**Input material:**
*** Begin section ***
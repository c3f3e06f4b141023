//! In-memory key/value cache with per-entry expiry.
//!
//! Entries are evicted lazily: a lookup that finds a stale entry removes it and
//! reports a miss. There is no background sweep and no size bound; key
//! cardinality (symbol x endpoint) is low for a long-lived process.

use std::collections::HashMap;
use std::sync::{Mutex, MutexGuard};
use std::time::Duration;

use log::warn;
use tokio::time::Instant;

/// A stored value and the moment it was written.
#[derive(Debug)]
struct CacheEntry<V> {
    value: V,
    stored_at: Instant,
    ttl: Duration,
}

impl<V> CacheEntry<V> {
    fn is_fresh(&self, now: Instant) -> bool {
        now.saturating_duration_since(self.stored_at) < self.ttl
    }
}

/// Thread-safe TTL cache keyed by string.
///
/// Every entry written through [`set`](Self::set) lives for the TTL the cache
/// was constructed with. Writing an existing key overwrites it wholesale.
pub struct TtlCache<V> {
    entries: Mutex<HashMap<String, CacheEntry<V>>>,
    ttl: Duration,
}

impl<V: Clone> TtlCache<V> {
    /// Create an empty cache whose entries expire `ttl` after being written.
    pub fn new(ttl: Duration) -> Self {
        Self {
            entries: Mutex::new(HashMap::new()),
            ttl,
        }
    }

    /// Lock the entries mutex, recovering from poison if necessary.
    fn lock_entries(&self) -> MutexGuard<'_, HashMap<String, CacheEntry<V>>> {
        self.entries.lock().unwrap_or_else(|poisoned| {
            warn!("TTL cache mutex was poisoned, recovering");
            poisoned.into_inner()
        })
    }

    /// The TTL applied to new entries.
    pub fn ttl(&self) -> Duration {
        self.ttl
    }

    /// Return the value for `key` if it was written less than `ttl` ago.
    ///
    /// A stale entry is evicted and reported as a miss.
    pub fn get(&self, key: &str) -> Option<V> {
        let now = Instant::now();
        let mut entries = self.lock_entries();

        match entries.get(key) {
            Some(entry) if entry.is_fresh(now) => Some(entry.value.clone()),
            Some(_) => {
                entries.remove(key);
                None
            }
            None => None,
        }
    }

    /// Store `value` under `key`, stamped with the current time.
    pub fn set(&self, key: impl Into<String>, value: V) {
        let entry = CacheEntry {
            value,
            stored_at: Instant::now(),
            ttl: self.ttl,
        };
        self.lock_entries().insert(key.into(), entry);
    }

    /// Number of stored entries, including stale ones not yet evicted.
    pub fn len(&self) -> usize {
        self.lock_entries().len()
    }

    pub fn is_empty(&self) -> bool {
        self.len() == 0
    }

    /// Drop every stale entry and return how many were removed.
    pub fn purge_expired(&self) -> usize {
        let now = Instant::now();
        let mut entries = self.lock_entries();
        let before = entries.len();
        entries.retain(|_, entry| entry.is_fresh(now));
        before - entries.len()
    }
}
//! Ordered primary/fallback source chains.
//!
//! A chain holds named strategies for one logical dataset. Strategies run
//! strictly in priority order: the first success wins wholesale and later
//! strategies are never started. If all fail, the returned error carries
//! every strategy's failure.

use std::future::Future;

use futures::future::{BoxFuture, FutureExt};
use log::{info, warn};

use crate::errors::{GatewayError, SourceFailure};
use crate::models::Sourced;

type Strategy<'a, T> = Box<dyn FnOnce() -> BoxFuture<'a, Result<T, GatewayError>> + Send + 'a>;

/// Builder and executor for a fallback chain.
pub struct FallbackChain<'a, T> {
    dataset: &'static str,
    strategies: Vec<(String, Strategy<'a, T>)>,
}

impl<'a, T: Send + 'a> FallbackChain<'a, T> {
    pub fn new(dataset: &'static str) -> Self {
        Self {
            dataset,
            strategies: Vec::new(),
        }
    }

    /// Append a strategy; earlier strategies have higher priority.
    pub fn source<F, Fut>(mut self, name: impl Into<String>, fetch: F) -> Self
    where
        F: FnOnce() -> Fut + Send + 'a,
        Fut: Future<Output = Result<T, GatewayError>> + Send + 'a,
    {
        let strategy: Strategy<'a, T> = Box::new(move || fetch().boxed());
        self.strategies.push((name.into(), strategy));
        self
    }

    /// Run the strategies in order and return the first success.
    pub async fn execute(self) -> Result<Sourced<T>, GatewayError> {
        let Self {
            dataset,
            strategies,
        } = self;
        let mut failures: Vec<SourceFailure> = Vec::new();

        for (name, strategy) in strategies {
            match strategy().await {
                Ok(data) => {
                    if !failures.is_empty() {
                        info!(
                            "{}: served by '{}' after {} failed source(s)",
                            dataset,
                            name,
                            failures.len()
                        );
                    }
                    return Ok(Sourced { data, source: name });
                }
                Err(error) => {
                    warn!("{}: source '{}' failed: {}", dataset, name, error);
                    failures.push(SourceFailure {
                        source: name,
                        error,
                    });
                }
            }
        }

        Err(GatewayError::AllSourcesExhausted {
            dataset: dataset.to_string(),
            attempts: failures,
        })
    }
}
*** End section ***
*** Begin section ***
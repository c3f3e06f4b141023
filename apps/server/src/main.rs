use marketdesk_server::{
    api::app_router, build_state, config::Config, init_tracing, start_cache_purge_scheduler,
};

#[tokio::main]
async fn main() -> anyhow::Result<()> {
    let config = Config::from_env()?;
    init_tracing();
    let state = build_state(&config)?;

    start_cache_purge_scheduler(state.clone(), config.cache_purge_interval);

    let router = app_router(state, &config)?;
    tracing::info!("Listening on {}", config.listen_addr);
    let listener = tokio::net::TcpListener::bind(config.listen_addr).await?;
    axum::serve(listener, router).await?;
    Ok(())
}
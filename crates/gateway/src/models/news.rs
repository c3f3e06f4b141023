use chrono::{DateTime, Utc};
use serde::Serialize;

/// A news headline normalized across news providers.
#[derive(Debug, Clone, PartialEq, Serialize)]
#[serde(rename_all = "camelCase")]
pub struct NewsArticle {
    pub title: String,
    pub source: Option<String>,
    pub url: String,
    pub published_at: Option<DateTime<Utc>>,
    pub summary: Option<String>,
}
*** End section ***
*** Begin section ***
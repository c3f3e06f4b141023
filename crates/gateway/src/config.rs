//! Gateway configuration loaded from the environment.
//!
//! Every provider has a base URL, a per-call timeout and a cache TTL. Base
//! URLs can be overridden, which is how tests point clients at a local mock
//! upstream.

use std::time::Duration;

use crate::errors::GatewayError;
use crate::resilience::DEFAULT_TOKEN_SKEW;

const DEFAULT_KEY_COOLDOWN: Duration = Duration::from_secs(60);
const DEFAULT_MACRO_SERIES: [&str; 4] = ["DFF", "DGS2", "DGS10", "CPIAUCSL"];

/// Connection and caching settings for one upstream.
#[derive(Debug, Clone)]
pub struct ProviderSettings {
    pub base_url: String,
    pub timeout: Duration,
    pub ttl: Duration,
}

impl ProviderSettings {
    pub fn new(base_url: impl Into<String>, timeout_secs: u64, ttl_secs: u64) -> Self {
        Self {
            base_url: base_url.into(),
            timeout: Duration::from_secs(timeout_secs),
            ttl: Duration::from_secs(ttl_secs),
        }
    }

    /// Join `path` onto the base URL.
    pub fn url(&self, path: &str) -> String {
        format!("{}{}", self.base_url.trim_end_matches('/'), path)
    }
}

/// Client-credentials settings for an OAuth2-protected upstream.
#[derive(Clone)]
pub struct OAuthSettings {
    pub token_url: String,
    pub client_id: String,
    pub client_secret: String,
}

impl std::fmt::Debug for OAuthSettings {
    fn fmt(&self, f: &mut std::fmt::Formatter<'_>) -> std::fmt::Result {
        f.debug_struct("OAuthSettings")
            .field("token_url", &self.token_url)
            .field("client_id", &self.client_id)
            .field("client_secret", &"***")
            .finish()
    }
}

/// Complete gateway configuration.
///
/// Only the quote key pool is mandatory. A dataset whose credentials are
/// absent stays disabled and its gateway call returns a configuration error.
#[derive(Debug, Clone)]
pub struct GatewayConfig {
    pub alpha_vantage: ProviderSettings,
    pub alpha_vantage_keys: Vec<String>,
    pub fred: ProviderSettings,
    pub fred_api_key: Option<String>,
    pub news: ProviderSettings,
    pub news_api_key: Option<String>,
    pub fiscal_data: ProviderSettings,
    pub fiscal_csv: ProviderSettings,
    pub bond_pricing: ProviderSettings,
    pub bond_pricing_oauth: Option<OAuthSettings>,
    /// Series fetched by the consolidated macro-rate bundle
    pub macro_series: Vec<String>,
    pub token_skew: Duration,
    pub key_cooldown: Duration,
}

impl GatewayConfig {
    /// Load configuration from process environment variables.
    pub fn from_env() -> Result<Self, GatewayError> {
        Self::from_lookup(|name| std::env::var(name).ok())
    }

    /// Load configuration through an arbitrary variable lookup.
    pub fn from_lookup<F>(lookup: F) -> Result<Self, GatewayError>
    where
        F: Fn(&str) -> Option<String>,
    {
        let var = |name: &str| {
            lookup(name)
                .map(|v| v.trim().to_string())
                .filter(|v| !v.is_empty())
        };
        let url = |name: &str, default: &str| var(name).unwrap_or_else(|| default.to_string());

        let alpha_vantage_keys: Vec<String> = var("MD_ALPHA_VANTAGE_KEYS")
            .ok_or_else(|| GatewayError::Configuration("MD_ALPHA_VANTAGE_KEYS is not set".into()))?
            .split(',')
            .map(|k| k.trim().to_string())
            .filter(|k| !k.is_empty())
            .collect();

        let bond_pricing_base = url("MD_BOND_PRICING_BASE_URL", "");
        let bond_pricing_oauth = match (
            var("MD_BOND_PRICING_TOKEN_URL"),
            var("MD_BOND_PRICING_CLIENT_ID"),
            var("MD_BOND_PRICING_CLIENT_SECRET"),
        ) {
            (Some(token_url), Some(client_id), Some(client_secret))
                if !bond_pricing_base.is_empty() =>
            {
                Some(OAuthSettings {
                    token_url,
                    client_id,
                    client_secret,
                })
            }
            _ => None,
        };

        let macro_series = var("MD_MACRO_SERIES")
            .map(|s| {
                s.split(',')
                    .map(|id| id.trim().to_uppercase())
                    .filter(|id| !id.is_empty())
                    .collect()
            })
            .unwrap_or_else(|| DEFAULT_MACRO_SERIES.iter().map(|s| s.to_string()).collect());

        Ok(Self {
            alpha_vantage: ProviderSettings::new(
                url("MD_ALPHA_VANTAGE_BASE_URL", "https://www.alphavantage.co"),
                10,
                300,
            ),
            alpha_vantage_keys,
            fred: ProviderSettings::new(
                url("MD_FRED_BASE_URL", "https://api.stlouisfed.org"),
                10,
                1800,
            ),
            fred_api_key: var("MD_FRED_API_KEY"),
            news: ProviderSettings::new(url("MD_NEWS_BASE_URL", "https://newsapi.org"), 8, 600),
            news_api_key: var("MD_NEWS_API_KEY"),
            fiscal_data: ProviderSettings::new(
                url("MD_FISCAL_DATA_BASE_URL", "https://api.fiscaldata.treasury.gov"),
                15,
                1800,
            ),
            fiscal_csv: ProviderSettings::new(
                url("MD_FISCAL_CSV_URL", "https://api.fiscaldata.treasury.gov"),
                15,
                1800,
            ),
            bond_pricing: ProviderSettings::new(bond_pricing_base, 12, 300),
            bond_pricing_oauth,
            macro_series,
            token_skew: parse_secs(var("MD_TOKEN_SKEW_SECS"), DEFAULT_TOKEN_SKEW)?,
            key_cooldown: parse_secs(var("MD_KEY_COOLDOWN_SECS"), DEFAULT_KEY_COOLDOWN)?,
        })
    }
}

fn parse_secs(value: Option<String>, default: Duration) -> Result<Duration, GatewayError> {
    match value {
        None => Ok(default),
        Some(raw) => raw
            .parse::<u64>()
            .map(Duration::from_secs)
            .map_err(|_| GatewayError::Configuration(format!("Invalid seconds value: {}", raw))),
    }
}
*** End section ***
**Exercise prompt:**
All that is wanted is an exact copy of the lines above from the one with "filename apps/server/src/main.rs" through the one with "filename crates/gateway/src/models/news.rs", with both ends included.

**Answer box:**
filename apps/server/src/main.rs
use marketdesk_server::{
    api::app_router, build_state, config::Config, init_tracing, start_cache_purge_scheduler,
};

#[tokio::main]
async fn main() -> anyhow::Result<()> {
    let config = Config::from_env()?;
    init_tracing();
    let state = build_state(&config)?;

    start_cache_purge_scheduler(state.clone(), config.cache_purge_interval);

    let router = app_router(state, &config)?;
    tracing::info!("Listening on {}", config.listen_addr);
    let listener = tokio::net::TcpListener::bind(config.listen_addr).await?;
    axum::serve(listener, router).await?;
    Ok(())
}
filename crates/gateway/src/models/news.rs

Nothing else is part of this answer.